I support the triple lock. We made a pledge; we gave our word, and I do not believe in breaking our word. I have constituents who retire for 30 years. In the first 10 years, they have savings and pensions, and as life goes by, they may still have an expensive flat, but their ability to earn more money and their reliance on the state pension becomes much more important. As such, I am glad that the Government have kept their word on the triple lock.
I am also pleased that the Government are being realistic about energy policy, in terms of both nuclear and taking advantage of oil and gas. Today, 75% of our energy comes from oil and gas. It will remain a major factor—we will still need it after 2030—and it seems sensible that we produce it at home, rather than import it. At business questions, the hon. Member for Kirkcaldy and Cowdenbeath (Neale Hanvey) raised the possibility of the closure of refining capacity in Scotland. He made a very good point: if we are to continue producing oil and gas, we need to improve our refining capacity as well. In the recent energy crisis, we saw the shortage of refining capacity in the west and our reliance on some Russian refining capacity, which caused a problem with diesel.

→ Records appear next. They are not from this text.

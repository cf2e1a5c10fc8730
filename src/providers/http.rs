use crate::core::error::{RateError, Result};
use crate::core::mapper::{ProviderEnvelope, map_response};
use reqwest::{Client, Url};
use std::time::Duration;
use tracing::debug;

const USER_AGENT: &str = "swiftfx/1.0";

pub fn build_client(timeout: Duration) -> Result<Client> {
    Client::builder()
        .user_agent(USER_AGENT)
        .timeout(timeout)
        .build()
        .map_err(|e| RateError::Unexpected(format!("Failed to build HTTP client: {e}")))
}

pub fn build_url(base_url: &str, endpoint: &str, params: &[(&str, &str)]) -> Result<Url> {
    let raw = format!("{}/{}", base_url.trim_end_matches('/'), endpoint);
    Url::parse_with_params(&raw, params)
        .map_err(|e| RateError::Unexpected(format!("Invalid provider URL {raw}: {e}")))
}

/// Logs `url` with the value of `secret_param` masked.
fn redacted(url: &Url, secret_param: &str) -> String {
    let mut shown = url.clone();
    let pairs: Vec<(String, String)> = url
        .query_pairs()
        .map(|(k, v)| {
            let v = if k == secret_param { "***".into() } else { v };
            (k.into_owned(), v.into_owned())
        })
        .collect();
    shown.query_pairs_mut().clear().extend_pairs(pairs);
    shown.to_string()
}

/// Sends a GET and maps transport failures, status and body into `E::Payload`.
pub async fn get_mapped<E: ProviderEnvelope>(
    client: &Client,
    url: Url,
    secret_param: &str,
) -> Result<E::Payload> {
    debug!("Requesting {}", redacted(&url, secret_param));

    let response = client
        .get(url)
        .send()
        .await
        .map_err(|e| RateError::from_transport(&e))?;

    let status = response.status();
    let body = response
        .text()
        .await
        .map_err(|e| RateError::from_transport(&e))?;
    debug!(status = status.as_u16(), bytes = body.len(), "Received response");

    map_response::<E>(status.as_u16(), &body)
}

#[cfg(test)]
mod tests {
    use super::*;
    use serde::Deserialize;
    use wiremock::matchers::{method, path};
    use wiremock::{Mock, MockServer, ResponseTemplate};

    #[derive(Debug, Deserialize)]
    struct Ping {
        pong: Option<bool>,
    }

    impl ProviderEnvelope for Ping {
        type Payload = bool;

        fn provider_error(&self) -> Option<String> {
            None
        }

        fn into_payload(self) -> Option<bool> {
            self.pong
        }
    }

    async fn ping(base_url: &str, timeout: Duration) -> Result<bool> {
        let client = build_client(timeout)?;
        let url = build_url(base_url, "ping", &[("key", "secret")])?;
        get_mapped::<Ping>(&client, url, "key").await
    }

    #[tokio::test]
    async fn test_successful_get() {
        let server = MockServer::start().await;
        Mock::given(method("GET"))
            .and(path("/ping"))
            .respond_with(ResponseTemplate::new(200).set_body_string(r#"{"pong": true}"#))
            .mount(&server)
            .await;

        assert_eq!(ping(&server.uri(), Duration::from_secs(5)).await, Ok(true));
    }

    #[tokio::test]
    async fn test_timeout_is_classified() {
        let server = MockServer::start().await;
        Mock::given(method("GET"))
            .and(path("/ping"))
            .respond_with(
                ResponseTemplate::new(200)
                    .set_body_string(r#"{"pong": true}"#)
                    .set_delay(Duration::from_millis(500)),
            )
            .mount(&server)
            .await;

        let err = ping(&server.uri(), Duration::from_millis(100)).await.unwrap_err();
        assert_eq!(err, RateError::Timeout);
    }

    #[tokio::test]
    async fn test_unreachable_host_is_classified() {
        // Grab a free port, then release it so nothing is listening there
        let listener = std::net::TcpListener::bind("127.0.0.1:0").unwrap();
        let port = listener.local_addr().unwrap().port();
        drop(listener);

        let err = ping(&format!("http://127.0.0.1:{port}"), Duration::from_secs(5))
            .await
            .unwrap_err();
        assert_eq!(err, RateError::NoConnectivity);
    }

    #[tokio::test]
    async fn test_server_error_is_classified() {
        let server = MockServer::start().await;
        Mock::given(method("GET"))
            .and(path("/ping"))
            .respond_with(ResponseTemplate::new(500))
            .mount(&server)
            .await;

        let err = ping(&server.uri(), Duration::from_secs(5)).await.unwrap_err();
        assert!(matches!(err, RateError::ServerError { status: Some(500), .. }));
    }

    #[test]
    fn test_build_url() {
        let url = build_url(
            "http://localhost:1234/api/",
            "latest",
            &[("base", "EUR"), ("symbols", "USD,GBP")],
        )
        .unwrap();
        assert_eq!(url.path(), "/api/latest");
        assert_eq!(url.query(), Some("base=EUR&symbols=USD%2CGBP"));
    }

    #[test]
    fn test_redacted_masks_secret() {
        let url = build_url("http://x", "latest", &[("access_key", "s3cret"), ("base", "EUR")])
            .unwrap();
        let shown = redacted(&url, "access_key");
        assert!(!shown.contains("s3cret"));
        assert!(shown.contains("access_key=***"));
        assert!(shown.contains("base=EUR"));
    }
}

The Government’s approach has been to help businesses by making full expensing longer term; to help smaller businesses by providing help with the uniform business rate; and to help working people through a reduction in their national insurance contributions. Generally speaking, those are all good things, and we have also done our best to protect the most vulnerable in society by uprating benefits and giving them special payments. I do not think the Government have anything to apologise for; if I have any criticism of the Government, it is that sometimes they do not make the best case for what the Treasury is doing, which is actually a pretty good job.
It is going to be an interesting year. I suspect most of the speeches in this House are going to sound like party political broadcasts about who is doing what and who can do things better, but we all know that to some extent, “It’s the economy, stupid.” At the end of the day—in October or November of next year, I suspect—the question will be whether or not the Government continue to make progress, as they are doing, and whether the people accept that and decide to hold on to nurse for fear of something worse, or believe the rhetoric of the hon. Member for Stalybridge and Hyde (Jonathan Reynolds) and others that they can do better. We have a very good political system—we have robust debate, and Britain benefits from that—but I still think that when it comes to deciding the future of our country, the British people will take a very sensible course.
I will end my speech with a couple of points. First, the flash purchasing managers’ indexes for the British economy have today been revised up to over 50, which means that we may well have higher growth. Secondly, the eurozone looks like it is getting into deeper trouble, so the relative position of the British economy in three months, six months or 12 months may look rather better than that of other economies around the world. Let us face it: there are problems, but they are problems that the French, the Italians and the Germans also have. We also have opportunities, and in many areas such as fintech and technology, we are doing pretty well as a nation. If we can do more of what we do best and less of what we do badly, I think we will meet with great success.